Although some large firms in Ghana perform it, market research is often something small businesses overlook. A month ago, I partnered with a local input firm (KAKs Agro-Input Dealer) and conducted a survey of 75 farmers from five communities in Ajumako District, Central Region, Ghana. The purpose of the survey was to perform market research for Charles, the input firm owner, by assessing farmers’ access to inputs and information. The survey questions were tailored to study what challenges farmers currently face in obtaining agricultural inputs and information, and how best to address these.
Here is a sample of the information that was generated from the survey.
What does the data tell us? It confirms what we likely already guessed, that most farmers are small-scale farmers that work on (through rent or ownership) land smaller than 10 poles (6.25 acres).
What does this mean for an input business? For many farmers, one of their biggest constrains is the inability to acquire more land. The input firm can thus tailor to farmer needs by providing information on how the farmers can increase productivity on their small scale farms without having to increase land size.
What does the data tell us?

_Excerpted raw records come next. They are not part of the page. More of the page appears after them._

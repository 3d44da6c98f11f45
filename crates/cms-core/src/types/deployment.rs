//! Deployment data from the deployment manifest.
//!
//! The manifest is a plain text file: the first line is the install prefix on
//! the device, every following `local:remote` line names one file to deploy.
//! Local paths are relative to the source directory, remote directories are
//! relative to the prefix.

use camino::{Utf8Path, Utf8PathBuf};
use serde::{Deserialize, Serialize};

use super::target::BuildTarget;

/// File name of the deployment manifest.
pub const DEPLOYMENT_MANIFEST: &str = "QtCreatorDeployment.txt";

/// Kind of deployed file.
#[derive(Debug, Clone, Copy, PartialEq, Eq, Hash, Default, Serialize, Deserialize)]
#[serde(rename_all = "snake_case")]
pub enum DeployableKind {
    /// Plain data file.
    #[default]
    Normal,
    /// Program or shared library artifact.
    Executable,
}

/// A single file to deploy.
#[derive(Debug, Clone, PartialEq, Eq, Hash, Serialize, Deserialize)]
pub struct DeployableFile {
    /// File on the host.
    pub local_path: Utf8PathBuf,
    /// Directory on the device.
    pub remote_dir: String,
    /// Kind of file.
    pub kind: DeployableKind,
}

/// Deployment data for one build configuration.
///
/// # Examples
///
/// ```
/// use cms_core::DeploymentData;
/// use camino::Utf8Path;
///
/// let data = DeploymentData::from_manifest("/opt/app\nconf/app.ini:etc\n", Utf8Path::new("/src"));
/// assert_eq!(data.prefix, "/opt/app/");
/// assert_eq!(data.files[0].local_path, "/src/conf/app.ini");
/// assert_eq!(data.files[0].remote_dir, "/opt/app/etc");
/// ```
#[derive(Debug, Clone, Default, PartialEq, Eq, Serialize, Deserialize)]
pub struct DeploymentData {
    /// Install prefix, always ending in `/` when non-empty.
    pub prefix: String,
    /// Files to deploy, in manifest order.
    pub files: Vec<DeployableFile>,
}

impl DeploymentData {
    /// Parses manifest text.
    #[must_use]
    pub fn from_manifest(text: &str, source_dir: &Utf8Path) -> Self {
        let mut lines = text.lines();
        let mut prefix = lines.next().unwrap_or_default().trim().to_owned();
        if !prefix.is_empty() && !prefix.ends_with('/') {
            prefix.push('/');
        }

        let mut data = Self {
            prefix,
            files: Vec::new(),
        };
        for line in lines {
            // Split at the last colon so drive letters stay in the local part.
            let Some((local, remote)) = line.rsplit_once(':') else {
                continue;
            };
            let local = local.trim();
            if local.is_empty() {
                continue;
            }
            let local_path = if Utf8Path::new(local).is_absolute() {
                Utf8PathBuf::from(local)
            } else {
                source_dir.join(local)
            };
            let remote_dir = format!("{}{}", data.prefix, remote.trim().trim_start_matches('/'));
            data.add_file(local_path, remote_dir, DeployableKind::Normal);
        }
        data
    }

    /// Looks for the manifest in the source directory, then the build
    /// directory, and adds the deployable targets under the prefix.
    ///
    /// Returns `Ok(None)` when neither directory has a manifest.
    pub fn from_project(
        source_dir: &Utf8Path,
        build_dir: &Utf8Path,
        targets: &[BuildTarget],
    ) -> std::io::Result<Option<Self>> {
        let candidates = [
            source_dir.join(DEPLOYMENT_MANIFEST),
            build_dir.join(DEPLOYMENT_MANIFEST),
        ];
        let Some(manifest) = candidates.iter().find(|p| p.is_file()) else {
            return Ok(None);
        };

        let text = std::fs::read_to_string(manifest)?;
        let mut data = Self::from_manifest(&text, source_dir);
        data.add_targets(targets, build_dir);
        tracing::debug!(
            manifest = %manifest,
            files = data.files.len(),
            "Loaded deployment data"
        );
        Ok(Some(data))
    }

    /// Adds a file.
    pub fn add_file(&mut self, local_path: Utf8PathBuf, remote_dir: String, kind: DeployableKind) {
        self.files.push(DeployableFile {
            local_path,
            remote_dir,
            kind,
        });
    }

    /// Returns the entry deploying `local_path`, if any.
    #[must_use]
    pub fn deployable_for_local_file(&self, local_path: &Utf8Path) -> Option<&DeployableFile> {
        self.files.iter().find(|f| f.local_path == local_path)
    }

    /// Adds executable and shared library artifacts that the manifest does
    /// not list, mirroring their build-directory layout under the prefix.
    pub fn add_targets(&mut self, targets: &[BuildTarget], build_dir: &Utf8Path) {
        for target in targets.iter().filter(|t| t.target_type.is_deployable()) {
            let Some(artifact) = &target.artifact_path else {
                continue;
            };
            if self.deployable_for_local_file(artifact).is_some() {
                continue;
            }
            let relative_dir = artifact
                .parent()
                .and_then(|dir| dir.strip_prefix(build_dir).ok())
                .map(Utf8Path::as_str)
                .unwrap_or_default();
            let remote_dir = format!("{}{relative_dir}", self.prefix);
            self.add_file(artifact.clone(), remote_dir, DeployableKind::Executable);
        }
    }
}
//! Domain types shared by every engine component.
//!
//! # Module Organization
//!
//! - [`file`] - Project file nodes and their classification
//! - [`target`] - Build targets, project parts, backtraces
//! - [`reparse`] - Coalescing reparse force-flags
//! - [`state`] - The reader lifecycle state
//! - [`deployment`] - Deployment manifest data
//!
//! All public types are re-exported here and at the crate root:
//!
//! ```
//! use cms_core::{BuildTarget, FileNode, FileType, ReaderState, ReparseFlags};
//! ```

pub mod deployment;
pub mod file;
pub mod reparse;
pub mod state;
pub mod target;

pub use deployment::{DEPLOYMENT_MANIFEST, DeployableFile, DeployableKind, DeploymentData};
pub use file::{FileNode, FileType};
pub use reparse::ReparseFlags;
pub use state::ReaderState;
pub use target::{BacktraceFrame, BuildTarget, IncludePath, ProjectPart, TargetType};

Different communities focus on different crops and therefore will want access to different information, products and services.
What does this mean for an input business? At the start of each crop’s growing season, the input firm can look at the graph, assess which communities are heavy growers of this crop, and bring to those communities inputs specific to that crop. By knowing what crops each community focuses on, the input firm will able to target farmers’ needs and make the most of market opportunities.

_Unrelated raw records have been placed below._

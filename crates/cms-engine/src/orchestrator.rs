//! The reparse state machine.
//!
//! [`Orchestrator::handle`] takes one [`EngineEvent`] and returns the
//! [`Effect`]s the driver has to carry out. It owns no timers, tasks or I/O,
//! so every transition can be exercised synchronously.
//!
//! One cycle runs the reader and, when needed, the scanner concurrently.
//! Both must report back before the cycle extracts. Every job carries the
//! version of the cycle that started it; completions from an older cycle
//! are dropped.

use std::time::{Duration, Instant};

use cms_core::{ReaderState, ReparseConfig, ReparseFlags};
use cms_reader::ParseRequest;
use cms_watcher::{Throttle, ThrottleDecision};
use tracing::{debug, trace, warn};

/// Facts about the build directory the flag adjustment depends on.
#[derive(Debug, Clone, Copy, Default, PartialEq, Eq)]
pub struct CycleFacts {
    /// `CMakeCache.txt` exists.
    pub cache_exists: bool,
    /// The configuration model holds a delta for the tool.
    pub has_delta: bool,
    /// The tool may be re-run without the user asking.
    pub auto_run: bool,
}

/// Input of the state machine.
#[derive(Debug, Clone, Copy, PartialEq, Eq)]
pub enum EngineEvent {
    /// The host asked for a parse.
    Parse(ReparseFlags),
    /// A watched directory listing changed.
    WatchTriggered(Instant),
    /// The throttle timer fired.
    ThrottleElapsed(Instant),
    /// The reparse delay timer of the given generation fired.
    DelayElapsed(u64),
    /// A scan job finished.
    ScanDone {
        /// Cycle the job belongs to.
        version: u64,
        /// Whether the scan produced a file list.
        ok: bool,
    },
    /// A reader job finished.
    ToolDone {
        /// Cycle the job belongs to.
        version: u64,
        /// Whether the parse succeeded.
        ok: bool,
        /// Whether the failure stops automatic retries.
        fatal: bool,
    },
    /// A reply newer than the last consumed one appeared.
    Dirty,
    /// The kit or the build environment changed.
    EnvironmentChanged,
    /// The build directory parameters changed.
    ParametersChanged {
        /// Whether the reader could keep its state.
        compatible: bool,
    },
    /// The host stopped the engine.
    Stop,
}

/// Work the driver has to carry out.
#[derive(Debug, Clone, PartialEq, Eq)]
pub enum Effect {
    /// The state changed.
    State(ReaderState),
    /// Tell the host a cycle started.
    ConfigurationStarted,
    /// Start a scan job.
    StartScan {
        /// Cycle version to stamp the job with.
        version: u64,
    },
    /// Start a reader job.
    StartParse {
        /// Cycle version to stamp the job with.
        version: u64,
        /// Force flags for the reader.
        request: ParseRequest,
    },
    /// Fire [`EngineEvent::DelayElapsed`] after `after`.
    ArmDelay {
        /// Generation to report back.
        generation: u64,
        /// Delay.
        after: Duration,
    },
    /// Fire [`EngineEvent::ThrottleElapsed`] at the instant.
    ArmThrottle(Instant),
    /// Merge the finished cycle's results and publish them.
    Extract {
        /// The finished cycle.
        version: u64,
    },
    /// Tell the host the build directory changed behind its back.
    EmitDirty,
    /// Cancel the scan and kill the tool.
    Cancel,
}

#[derive(Debug, Clone, Copy)]
struct Cycle {
    version: u64,
    scanning: bool,
    configuring: bool,
    tool_ok: bool,
    fatal: bool,
}

/// The reparse state machine of one build configuration.
///
/// # Examples
///
/// ```
/// use cms_core::{ReaderState, ReparseConfig, ReparseFlags};
/// use cms_engine::{Effect, EngineEvent, Orchestrator};
///
/// let mut orchestrator = Orchestrator::new(&ReparseConfig::default());
/// let effects = orchestrator.handle(EngineEvent::Parse(ReparseFlags::URGENT));
/// assert!(effects.contains(&Effect::State(ReaderState::Configuring)));
/// assert!(orchestrator.is_busy());
/// ```
#[derive(Debug, Clone)]
pub struct Orchestrator {
    state: ReaderState,
    facts: CycleFacts,
    version: u64,
    cycle: Option<Cycle>,
    pending: Option<ReparseFlags>,
    follow_up: Option<ReparseFlags>,
    throttle: Throttle,
    delay: Duration,
    delay_generation: u64,
    has_scan: bool,
    retries_disabled: bool,
}

impl Orchestrator {
    /// Creates an idle orchestrator.
    #[must_use]
    pub fn new(config: &ReparseConfig) -> Self {
        Self {
            state: ReaderState::Idle,
            facts: CycleFacts::default(),
            version: 0,
            cycle: None,
            pending: None,
            follow_up: None,
            throttle: Throttle::new(config.throttle_window()),
            delay: config.reparse_delay(),
            delay_generation: 0,
            has_scan: false,
            retries_disabled: false,
        }
    }

    /// Returns the current state.
    #[inline]
    #[must_use]
    pub const fn state(&self) -> ReaderState {
        self.state
    }

    /// Returns the version of the newest cycle.
    #[inline]
    #[must_use]
    pub const fn version(&self) -> u64 {
        self.version
    }

    /// Returns `true` while a cycle is in flight.
    #[inline]
    #[must_use]
    pub const fn is_busy(&self) -> bool {
        self.cycle.is_some()
    }

    /// Returns the flags queued for after the running cycle.
    #[inline]
    #[must_use]
    pub const fn follow_up(&self) -> Option<ReparseFlags> {
        self.follow_up
    }

    /// Returns `true` after a fatal failure until parameters or environment
    /// change.
    #[inline]
    #[must_use]
    pub const fn retries_disabled(&self) -> bool {
        self.retries_disabled
    }

    /// Updates the build-directory facts used when a cycle is dispatched.
    pub fn set_facts(&mut self, facts: CycleFacts) {
        self.facts = facts;
    }

    /// Adjusts requested flags to the current facts.
    #[must_use]
    pub fn adjust_flags(&self, flags: ReparseFlags) -> ReparseFlags {
        let mut flags = flags.without(ReparseFlags::URGENT);
        if !self.facts.cache_exists {
            flags.insert(ReparseFlags::FORCE_INITIAL_CONFIG | ReparseFlags::FORCE_TOOL_RUN);
        }
        if self.facts.has_delta {
            flags.insert(ReparseFlags::FORCE_TOOL_RUN | ReparseFlags::FORCE_EXTRA_CONFIG);
        }
        if flags.contains(ReparseFlags::FORCE_INITIAL_CONFIG) {
            flags.remove(ReparseFlags::FORCE_EXTRA_CONFIG);
        }
        if !self.has_scan {
            flags.insert(ReparseFlags::FORCE_SCAN);
        }
        flags
    }

    /// Handles one event.
    pub fn handle(&mut self, event: EngineEvent) -> Vec<Effect> {
        trace!(?event, state = %self.state, "Orchestrator event");
        let mut effects = Vec::new();
        match event {
            EngineEvent::Parse(flags) => self.request(flags, &mut effects),
            EngineEvent::WatchTriggered(now) => {
                if self.retries_disabled {
                    debug!("Ignoring change, automatic reparse disabled");
                } else if let ThrottleDecision::Scheduled(at) = self.throttle.trigger(now) {
                    effects.push(Effect::ArmThrottle(at));
                }
            }
            EngineEvent::ThrottleElapsed(now) => {
                if self.throttle.poll(now) {
                    self.request(ReparseFlags::URGENT | ReparseFlags::FORCE_SCAN, &mut effects);
                }
            }
            EngineEvent::DelayElapsed(generation) => {
                if generation == self.delay_generation && self.cycle.is_none() {
                    if let Some(flags) = self.pending.take() {
                        self.dispatch(flags, &mut effects);
                    }
                }
            }
            EngineEvent::ScanDone { version, ok } => self.scan_done(version, ok, &mut effects),
            EngineEvent::ToolDone { version, ok, fatal } => {
                self.tool_done(version, ok, fatal, &mut effects);
            }
            EngineEvent::Dirty => {
                effects.push(Effect::EmitDirty);
                if self.facts.auto_run && !self.retries_disabled {
                    self.request(ReparseFlags::DEFAULT, &mut effects);
                }
            }
            EngineEvent::EnvironmentChanged => {
                self.retries_disabled = false;
                self.request(ReparseFlags::URGENT | ReparseFlags::FORCE_TOOL_RUN, &mut effects);
            }
            EngineEvent::ParametersChanged { compatible } => {
                self.retries_disabled = false;
                let flags = if compatible {
                    ReparseFlags::DEFAULT
                } else {
                    self.has_scan = false;
                    ReparseFlags::URGENT | ReparseFlags::FORCE_SCAN
                };
                self.request(flags, &mut effects);
            }
            EngineEvent::Stop => self.stop(&mut effects),
        }
        effects
    }

    fn set_state(&mut self, next: ReaderState, effects: &mut Vec<Effect>) {
        if self.state == next {
            return;
        }
        if !self.state.can_transition_to(next) {
            warn!(from = %self.state, to = %next, "Unexpected state transition");
        }
        self.state = next;
        effects.push(Effect::State(next));
    }

    fn request(&mut self, flags: ReparseFlags, effects: &mut Vec<Effect>) {
        if self.cycle.is_some() {
            let queued = self.follow_up.unwrap_or_default() | flags.without(ReparseFlags::URGENT);
            debug!(flags = queued.bits(), "Cycle in flight, queueing follow-up");
            self.follow_up = Some(queued);
            return;
        }
        let pending = self.pending.unwrap_or_default() | flags;
        if flags.contains(ReparseFlags::URGENT) {
            self.pending = None;
            self.dispatch(pending, effects);
        } else {
            self.pending = Some(pending);
            self.delay_generation += 1;
            effects.push(Effect::ArmDelay {
                generation: self.delay_generation,
                after: self.delay,
            });
        }
    }

    fn dispatch(&mut self, flags: ReparseFlags, effects: &mut Vec<Effect>) {
        let flags = self.adjust_flags(flags);
        self.version += 1;
        let scanning = flags.contains(ReparseFlags::FORCE_SCAN);
        self.cycle = Some(Cycle {
            version: self.version,
            scanning,
            configuring: true,
            tool_ok: false,
            fatal: false,
        });
        debug!(version = self.version, flags = flags.bits(), "Starting cycle");

        effects.push(Effect::ConfigurationStarted);
        self.set_state(ReaderState::Configuring, effects);
        effects.push(Effect::StartParse {
            version: self.version,
            request: ParseRequest::from_flags(flags),
        });
        if scanning {
            effects.push(Effect::StartScan {
                version: self.version,
            });
        }
    }

    fn current(&mut self, version: u64, job: &str) -> Option<&mut Cycle> {
        match &mut self.cycle {
            Some(cycle) if cycle.version == version => Some(cycle),
            _ => {
                debug!(version, job, "Discarding stale completion");
                None
            }
        }
    }

    fn scan_done(&mut self, version: u64, ok: bool, effects: &mut Vec<Effect>) {
        let Some(cycle) = self.current(version, "scan") else {
            return;
        };
        cycle.scanning = false;
        let finished = !cycle.configuring;
        if ok {
            self.has_scan = true;
        }
        if finished {
            self.finish(effects);
        }
    }

    fn tool_done(&mut self, version: u64, ok: bool, fatal: bool, effects: &mut Vec<Effect>) {
        let Some(cycle) = self.current(version, "parse") else {
            return;
        };
        cycle.configuring = false;
        cycle.tool_ok = ok;
        cycle.fatal = fatal;
        if cycle.scanning {
            self.set_state(ReaderState::Scanning, effects);
        } else {
            self.finish(effects);
        }
    }

    fn finish(&mut self, effects: &mut Vec<Effect>) {
        let Some(cycle) = self.cycle.take() else {
            return;
        };
        self.set_state(ReaderState::Extracting, effects);
        effects.push(Effect::Extract {
            version: cycle.version,
        });
        let outcome = if cycle.tool_ok {
            ReaderState::Ready
        } else {
            ReaderState::Error
        };
        self.set_state(outcome, effects);
        if cycle.fatal {
            warn!("Tool unavailable, automatic reparse disabled");
            self.retries_disabled = true;
            self.follow_up = None;
        }
        self.set_state(ReaderState::Idle, effects);

        if let Some(flags) = self.follow_up.take() {
            debug!(flags = flags.bits(), "Dispatching follow-up");
            self.dispatch(flags, effects);
        }
    }

    fn stop(&mut self, effects: &mut Vec<Effect>) {
        if self.cycle.take().is_some() {
            effects.push(Effect::Cancel);
        }
        self.pending = None;
        self.follow_up = None;
        self.throttle.cancel();
        self.delay_generation += 1;
        self.set_state(ReaderState::Idle, effects);
    }
}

What does the data tell us? 23% of farmers do not have adequate knowledge on the chemicals being sold, 50% do not see the need for chemicals and 22% say they do not have money to purchase chemicals.
What does this mean for an input business? For the farmers who say they have no knowledge, this is a great opportunity for input dealers to provide that knowledge. For the farmers who say they have no need, it is time for input dealers to visit those farms and verify. For the farmers who say they have no money, input dealers can inform them of pre-credit and post-credit financial management methods.
The next step for the input firm is to use the information and ideas generated from this data to pilot innovative approaches to improve and increase their relationships with rural Ghanaian farmers, and thus help farmers increase their performance market access and ultimately and lead better lives.